Smoking is currently allowed on 25% of the casino floor, but those areas are spread out widely over the entire gambling area, with the effect that secondhand smoke is present and detectable even in nonsmoking sections.
“I’m hopeful that we will be in a smoke-free environment in the near future,” said Nicole Vitola, a Borgata dealer and one of the leaders of the push to ban smoking in the casinos. “It would have been a nice present this year.”
Other questions abound for Atlantic City in 2024: Can the casinos get back to and surpass the level of business they were doing before the COVID-19 pandemic, not just collectively but at each individual property?

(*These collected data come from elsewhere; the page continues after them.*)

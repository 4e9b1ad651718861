//! Public protocol structs for WebSocket and HTTP endpoints (serde ready).
//! Keep this small and stable to evolve backend and frontend independently.
//!
//! Correctness never leaks here: `QuestionOut` strips the flags and canonical
//! answers a question carries internally. The learner only sees the expected
//! answer in feedback, after answering.

use serde::{Deserialize, Serialize};

use crate::domain::{ErrorKind, Question, QuestionKind, QuestionPayload, QuestionSource, SessionSummary};
use crate::engine::QuizPhase;
use crate::matcher::MatchMethod;
use crate::recognize::RecognitionSource;
use crate::seeds::LETTERS;

/// Messages the client can send over WebSocket.
#[derive(Debug, Deserialize)]
#[serde(tag = "type", rename_all = "snake_case")]
pub enum ClientWsMessage {
  Ping,
  StartSession {
    #[serde(default)]
    lesson: Option<String>,
  },
  SubmitAnswer {
    #[serde(rename = "sessionId")]
    session_id: String,
    /// Choice questions (and drag-and-drop with choices) send the picked
    /// option id.
    #[serde(default, rename = "optionId")]
    option_id: Option<String>,
    /// True/false questions send the picked branch.
    #[serde(default)]
    value: Option<bool>,
    /// Text questions (and assembled drag-and-drop answers) send text.
    #[serde(default)]
    text: Option<String>,
  },
  SubmitVoice {
    #[serde(rename = "sessionId")]
    session_id: String,
    #[serde(rename = "audioBase64")]
    audio_base64: String,
    #[serde(default = "default_mime")]
    mime: String,
    #[serde(rename = "sampleRate", default = "default_sample_rate")]
    sample_rate: u32,
  },
  /// The client could not produce a recording at all (permission denial and
  /// friends). No audio reaches the server in that case.
  CaptureError {
    #[serde(rename = "sessionId")]
    session_id: String,
    error: String,
  },
  GetState {
    #[serde(rename = "sessionId")]
    session_id: String,
  },
  AbandonSession {
    #[serde(rename = "sessionId")]
    session_id: String,
  },
}

fn default_mime() -> String {
  "audio/wav".into()
}

fn default_sample_rate() -> u32 {
  16_000
}

impl ClientWsMessage {
  /// Variant name for logging. Voice payloads are too large to dump.
  pub fn name(&self) -> &'static str {
    match self {
      ClientWsMessage::Ping => "ping",
      ClientWsMessage::StartSession { .. } => "start_session",
      ClientWsMessage::SubmitAnswer { .. } => "submit_answer",
      ClientWsMessage::SubmitVoice { .. } => "submit_voice",
      ClientWsMessage::CaptureError { .. } => "capture_error",
      ClientWsMessage::GetState { .. } => "get_state",
      ClientWsMessage::AbandonSession { .. } => "abandon_session",
    }
  }
}

/// Messages the server sends back over WebSocket. Every client request gets
/// exactly one reply; `QuestionAdvanced` and `SessionCompleted` are pushed
/// unprompted when a feedback hold expires.
#[derive(Debug, Serialize)]
#[serde(tag = "type", rename_all = "snake_case")]
pub enum ServerWsMessage {
  Pong,
  SessionStarted(SessionStartedOut),
  AnswerFeedback(FeedbackOut),
  VoiceRejected(VoiceRejectedOut),
  QuestionAdvanced(QuestionAdvancedOut),
  SessionCompleted(SessionCompletedOut),
  SessionState(SessionStateOut),
  /// Terminal start failure (no questions and fallback disabled).
  SessionFailed {
    kind: ErrorKind,
    message: String,
  },
  Error {
    message: String,
  },
}

/// Public rendering of one question. Only the fields the client needs to
/// render the prompt; no correct flags, no canonical answers, no tolerances.
#[derive(Clone, Debug, Serialize)]
#[serde(rename_all = "camelCase")]
pub struct QuestionOut {
  pub id: String,
  pub kind: QuestionKind,
  pub prompt: String,
  pub source: QuestionSource,
  #[serde(skip_serializing_if = "Option::is_none")]
  pub options: Option<Vec<ChoiceOptionOut>>,
  #[serde(skip_serializing_if = "Option::is_none")]
  pub bool_options: Option<Vec<BoolOptionOut>>,
  #[serde(skip_serializing_if = "Option::is_none")]
  pub template: Option<String>,
  #[serde(skip_serializing_if = "Option::is_none")]
  pub display: Option<String>,
}

#[derive(Clone, Debug, Serialize)]
pub struct ChoiceOptionOut {
  pub id: String,
  pub label: String,
}

#[derive(Clone, Debug, Serialize)]
pub struct BoolOptionOut {
  pub value: bool,
  pub label: String,
}

/// Convert an internal `Question` to the public DTO.
pub fn to_out(q: &Question) -> QuestionOut {
  let mut out = QuestionOut {
    id: q.id.clone(),
    kind: q.payload.kind(),
    prompt: q.prompt.clone(),
    source: q.source,
    options: None,
    bool_options: None,
    template: None,
    display: None,
  };
  match &q.payload {
    QuestionPayload::MultipleChoice { options } => {
      out.options = Some(
        options
          .iter()
          .map(|o| ChoiceOptionOut { id: o.id.clone(), label: o.label.clone() })
          .collect(),
      );
    }
    QuestionPayload::TrueFalse { options } => {
      out.bool_options = Some(
        options
          .iter()
          .map(|o| BoolOptionOut { value: o.value, label: o.label.clone() })
          .collect(),
      );
    }
    QuestionPayload::ShortAnswer { .. } => {}
    QuestionPayload::FillInBlank { template, .. } => {
      out.template = Some(template.clone());
    }
    QuestionPayload::DragAndDrop { template, choices, .. } => {
      out.template = Some(template.clone());
      if !choices.is_empty() {
        out.options = Some(
          choices
            .iter()
            .map(|o| ChoiceOptionOut { id: o.id.clone(), label: o.label.clone() })
            .collect(),
        );
      }
    }
    QuestionPayload::VoiceInput { display, .. } => {
      out.display = Some(display.clone());
    }
  }
  out
}

#[derive(Clone, Debug, Serialize)]
#[serde(rename_all = "camelCase")]
pub struct SessionStartedOut {
  pub session_id: String,
  pub lesson: String,
  pub total_questions: usize,
  pub index: usize,
  pub question: QuestionOut,
  /// Whether the server has a remote recognizer to fall back to.
  pub remote_recognition: bool,
}

/// One graded answer, as shown to the learner.
#[derive(Clone, Debug, Serialize)]
#[serde(rename_all = "camelCase")]
pub struct FeedbackOut {
  pub session_id: String,
  pub index: usize,
  pub correct: bool,
  pub user_answer: String,
  pub correct_answer: String,
  pub feedback: String,
  pub score: u32,
  pub streak: u32,
  #[serde(skip_serializing_if = "Option::is_none")]
  pub milestone: Option<String>,
  #[serde(skip_serializing_if = "Option::is_none")]
  pub voice: Option<VoiceDetailOut>,
}

/// Extra detail attached to graded voice answers.
#[derive(Clone, Debug, Serialize)]
#[serde(rename_all = "camelCase")]
pub struct VoiceDetailOut {
  pub heard: String,
  pub similarity: f64,
  pub method: MatchMethod,
  #[serde(skip_serializing_if = "Option::is_none")]
  pub matched_spelling: Option<String>,
  pub source: RecognitionSource,
  #[serde(skip_serializing_if = "Option::is_none")]
  pub error: Option<ErrorKind>,
}

/// A recording that never reached recognition. Retryable: no attempt was
/// recorded and the learner may record again.
#[derive(Clone, Debug, Serialize)]
#[serde(rename_all = "camelCase")]
pub struct VoiceRejectedOut {
  pub session_id: String,
  pub kind: ErrorKind,
  pub message: String,
}

#[derive(Clone, Debug, Serialize)]
#[serde(rename_all = "camelCase")]
pub struct QuestionAdvancedOut {
  pub session_id: String,
  pub index: usize,
  pub total_questions: usize,
  pub question: QuestionOut,
}

#[derive(Clone, Debug, Serialize)]
#[serde(rename_all = "camelCase")]
pub struct SessionCompletedOut {
  pub session_id: String,
  pub summary: SessionSummary,
}

/// Point-in-time session snapshot for reconnecting or polling clients.
#[derive(Clone, Debug, Serialize)]
#[serde(rename_all = "camelCase")]
pub struct SessionStateOut {
  pub session_id: String,
  pub lesson: String,
  pub phase: QuizPhase,
  pub index: usize,
  pub total_questions: usize,
  pub score: u32,
  pub streak: u32,
  pub best_streak: u32,
  pub elapsed_seconds: u64,
  pub answered: usize,
  #[serde(skip_serializing_if = "Option::is_none")]
  pub question: Option<QuestionOut>,
  #[serde(skip_serializing_if = "Option::is_none")]
  pub feedback_remaining_ms: Option<u64>,
  #[serde(skip_serializing_if = "Option::is_none")]
  pub summary: Option<SessionSummary>,
}

//
// HTTP request/response DTOs
//

#[derive(Debug, Deserialize)]
pub struct StartSessionIn {
  #[serde(default)]
  pub lesson: Option<String>,
}

#[derive(Debug, Deserialize)]
pub struct AnswerIn {
  #[serde(default, rename = "optionId")]
  pub option_id: Option<String>,
  #[serde(default)]
  pub value: Option<bool>,
  #[serde(default)]
  pub text: Option<String>,
}

#[derive(Debug, Deserialize)]
pub struct VoiceIn {
  #[serde(rename = "audioBase64")]
  pub audio_base64: String,
  #[serde(default = "default_mime")]
  pub mime: String,
  #[serde(rename = "sampleRate", default = "default_sample_rate")]
  pub sample_rate: u32,
}

#[derive(Serialize)]
pub struct HealthOut {
  pub ok: bool,
}

#[derive(Serialize)]
pub struct ErrorOut {
  pub error: String,
  #[serde(skip_serializing_if = "Option::is_none")]
  pub kind: Option<ErrorKind>,
}

/// One letter of the catalog, as served by `/api/v1/letters`.
#[derive(Serialize)]
pub struct LetterOut {
  pub arabic: &'static str,
  pub name: &'static str,
  pub variants: &'static [&'static str],
  pub syllables: u32,
}

pub fn letters_out() -> Vec<LetterOut> {
  LETTERS
    .iter()
    .map(|l| LetterOut { arabic: l.arabic, name: l.name, variants: l.variants, syllables: l.syllables })
    .collect()
}

#[cfg(test)]
mod tests {
  use super::*;
  use crate::domain::ChoiceOption;

  #[test]
  fn client_messages_parse_with_camel_case_fields() {
    let msg: ClientWsMessage = serde_json::from_str(
      r#"{"type":"submit_answer","sessionId":"s1","optionId":"b"}"#,
    )
    .expect("parse");
    match msg {
      ClientWsMessage::SubmitAnswer { session_id, option_id, value, text } => {
        assert_eq!(session_id, "s1");
        assert_eq!(option_id.as_deref(), Some("b"));
        assert!(value.is_none());
        assert!(text.is_none());
      }
      other => panic!("unexpected message: {other:?}"),
    }
  }

  #[test]
  fn submit_voice_defaults_mime_and_rate() {
    let msg: ClientWsMessage =
      serde_json::from_str(r#"{"type":"submit_voice","sessionId":"s1","audioBase64":"AAAA"}"#)
        .expect("parse");
    match msg {
      ClientWsMessage::SubmitVoice { mime, sample_rate, .. } => {
        assert_eq!(mime, "audio/wav");
        assert_eq!(sample_rate, 16_000);
      }
      other => panic!("unexpected message: {other:?}"),
    }
  }

  #[test]
  fn server_messages_carry_the_type_tag() {
    let v = serde_json::to_value(ServerWsMessage::SessionFailed {
      kind: ErrorKind::NoQuestionsAvailable,
      message: "No questions are available for this lesson.".into(),
    })
    .expect("json");
    assert_eq!(v["type"], "session_failed");
    assert_eq!(v["kind"], "no_questions_available");
  }

  #[test]
  fn question_out_never_exposes_correct_flags() {
    let q = Question {
      id: "q1".into(),
      prompt: "Which letter is this? ب".into(),
      payload: QuestionPayload::MultipleChoice {
        options: vec![
          ChoiceOption { id: "a".into(), label: "Alif".into(), correct: false },
          ChoiceOption { id: "b".into(), label: "Ba".into(), correct: true },
        ],
      },
      source: QuestionSource::Seed,
    };
    let v = serde_json::to_value(to_out(&q)).expect("json");
    assert_eq!(v["kind"], "multiple_choice");
    assert_eq!(v["options"][1]["id"], "b");
    assert!(v["options"][1].get("correct").is_none());
  }

  #[test]
  fn drag_and_drop_out_carries_template_and_unflagged_choices() {
    let q = Question {
      id: "q3".into(),
      prompt: "Drag the letter that completes bayt (house).".into(),
      payload: QuestionPayload::DragAndDrop {
        template: "ب __ ت".into(),
        choices: vec![
          ChoiceOption { id: "a".into(), label: "ي".into(), correct: true },
          ChoiceOption { id: "b".into(), label: "و".into(), correct: false },
        ],
        answer: None,
      },
      source: QuestionSource::Seed,
    };
    let v = serde_json::to_value(to_out(&q)).expect("json");
    assert_eq!(v["template"], "ب __ ت");
    assert_eq!(v["options"][0]["label"], "ي");
    assert!(v["options"][0].get("correct").is_none());
    assert!(v.get("answer").is_none());
  }

  #[test]
  fn voice_question_out_exposes_only_the_display_form() {
    let q = Question {
      id: "q2".into(),
      prompt: "Pronounce this letter aloud.".into(),
      payload: QuestionPayload::VoiceInput {
        target: "ba".into(),
        display: "ب".into(),
        tolerance: Some(0.7),
        model_hint: None,
      },
      source: QuestionSource::Seed,
    };
    let v = serde_json::to_value(to_out(&q)).expect("json");
    assert_eq!(v["display"], "ب");
    assert!(v.get("target").is_none());
    assert!(v.get("tolerance").is_none());
  }

  #[test]
  fn letters_endpoint_serves_the_whole_catalog() {
    let letters = letters_out();
    assert_eq!(letters.len(), 28);
    assert_eq!(letters[0].name, "alif");
  }
}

In terms of money won from in-person gamblers — the casinos’ key business metric — only three casinos won more through the first 11 months of this year than they did over the same period in 2019, before the pandemic. They are the Borgata, Hard Rock and Ocean. Because money from internet gambling and sports betting must be shared with partners including tech platforms and is not solely for the casinos to keep, they view money won from gamblers on their own premises as their key business.
Will more gamblers risk their money online rather than traveling to Atlantic City to do it? Internet gambling brought in nearly $1.75 billion through the first 11 months of this year, and set a new monthly record in November.
Will the addition of more security cameras make the city safer?
And will a much-doubted project to narrow Atlantic Avenue — the main road through the city’s downtown — from two lanes in each direction to one, succeed in cutting down pedestrian accidents without tying the city into gridlocked knots on busy summer weekends or major concert nights? Five casinos and a hospital are challenging the plan in court; a hearing is set for Jan. 26.
Atlantic City is due for a government-funded beach replenishment project in 2024 to widen beaches that have become eroded over the years. Sand loss got so bad in the north end of the city that the Ocean casino paid $700,000 to have sand trucked in to what little remained of the beach in front of its casino in May.
Individual casinos plan to reinvest millions into their properties in the new year.
Ocean will renovate 506 hotel rooms at a cost of $25 million before summer arrives. Caesars will open its Nobu Hotel project with 85 rooms and suites in one of the final phases of parent company Caesars Entertainment’s $420 million investment into its three Atlantic City properties.
The Golden Nugget plans to complete the first phase of a $6 million renovation of 100 rooms and suites.
And 2024 could be the year significant decisions are made on an ambitious proposal to redevelop the former Bader Field airport property into a $2.7 billion automobile-themed housing, entertainment and recreation project.